Application of Soft Computing in Predicting Groundwater Quality Parameters

Evaluating the quality of groundwater in a specific aquifer could be a costly and time-consuming procedure. An attempt was made in this research to predict various parameters of water quality called Fe, Cl, SO₄, pH and total hardness (as CaCO₃) by measuring properties of total dissolved solids (TDSs) and electrical conductivity (EC). This was reached by establishing relations between groundwater quality parameters, TDS and EC, using various machine learning (ML) models, such as linear regression (LR), tree regression (TR), Gaussian process regression (GPR), support vector machine (SVM), and ensembles of regression trees (ER). Data for these variables were gathered from five unrelated groundwater quality studies. The findings showed that the TR, GPR, and ER models have satisfactory performance compared to that of LR and SVM with respect to different assessment criteria.

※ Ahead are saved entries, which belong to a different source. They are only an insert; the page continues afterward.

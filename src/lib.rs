/*!
Side-by-side viewer for diffs between an archived and the current version of
a web page.

The diff itself comes from an external service (`POST /generate-diff`); this
crate selects the archive date, requests the diff, renders it in two columns
and provides the changes-only view and text search on top of it.
*/

pub mod client;
pub mod date_selector;
pub mod html;
pub mod model;
pub mod render;
pub mod report;
pub mod search;
pub mod surface;
pub mod viewer;

#[cfg(not(target_arch = "wasm32"))]
pub mod cli;
#[cfg(not(target_arch = "wasm32"))]
pub mod config;
#[cfg(not(target_arch = "wasm32"))]
pub mod utils;

#[cfg(target_arch = "wasm32")]
pub mod browser;

pub use client::{DiffSource, FetchError, HttpDiffSource};
pub use model::{DiffEntry, DiffResponse, DiffStats, EntryKind, WordDiffEntry, WordKind};
pub use render::ViewMode;
pub use surface::{ElementId, PageSurface, Surface};
pub use viewer::{DiffViewer, ViewerError};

The ER model attained higher accuracy in terms of R² in TDS 0.92, Fe 0.89, Cl 0.86, CaCO₃ 0.87, SO₄ 0.87, and pH 0.86, while the GPR model attained an EC 0.98 compared to all developed models. Moreover, comparisons among the different developed models were performed using accuracy improvement (AI), improvement in RMSE (PRMSE), and improvement in PMAE to determine a higher accuracy model for predicting target properties. Generally, the comparison of several data-driven regression methods indicated that the boosted ensemble of the regression tree model offered better accuracy in predicting water quality parameters. Sensitivity analysis of each parameter illustrates that CaCO₃ is most influential in determining TDS and EC. These results could have a significant impact on the future of groundwater quality assessments.